## YOUR GOAL:
Search the listing below, and show each line that includes the word "manifest".

## ENTRIES SHOWN:
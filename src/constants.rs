//! # System Constants
//!
//! Fixed names and layout conventions shared by the executor, the resolver
//! and the storage adapters.

/// Residue names treated as solvent when scanning `HETATM` records
pub const WATER_RESIDUES: [&str; 3] = ["HOH", "WAT", "DOD"];

/// Artifact store layout, all paths relative to the object store root
pub mod artifacts {
    use uuid::Uuid;

    pub fn conformer_pdb(ligand_id: Uuid, index: u32) -> String {
        format!("ligands/{ligand_id}/conf_{index}.pdb")
    }

    pub fn conformer_pdbqt(ligand_id: Uuid, index: u32) -> String {
        format!("ligands/{ligand_id}/conf_{index}.pdbqt")
    }

    pub fn pose_dir(task_id: Uuid) -> String {
        format!("poses/{task_id}")
    }

    pub fn task_log(task_id: Uuid) -> String {
        format!("logs/{task_id}.txt")
    }
}

/// Error text recorded on a task for unexpected failures; details go to the log
pub const SYSTEM_ERROR_MESSAGE: &str = "Internal error during task execution";

/// Name of the protein manifest inside the protein library
pub const PROTEIN_MANIFEST_FILE: &str = "manifest.json";

/// Default presets, overridable through configuration
pub mod presets {
    pub const FAST: &str = "fast";
    pub const BALANCED: &str = "balanced";
    pub const THOROUGH: &str = "thorough";
}

/// Operation names used in structured log records
pub mod operations {
    pub const BUILD_RUN: &str = "build_run";
    pub const BUILD_BATCH: &str = "build_batch";
    pub const EXECUTE_TASK: &str = "execute_task";
    pub const CANCEL_TASK: &str = "cancel_task";
    pub const CANCEL_RUN: &str = "cancel_run";
    pub const AGGREGATE_RUN: &str = "aggregate_run";
    pub const SEED_PROTEINS: &str = "seed_proteins";
}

## ANSWER BOX:
/// Name of the protein manifest inside the protein library
pub const PROTEIN_MANIFEST_FILE: &str = "manifest.json";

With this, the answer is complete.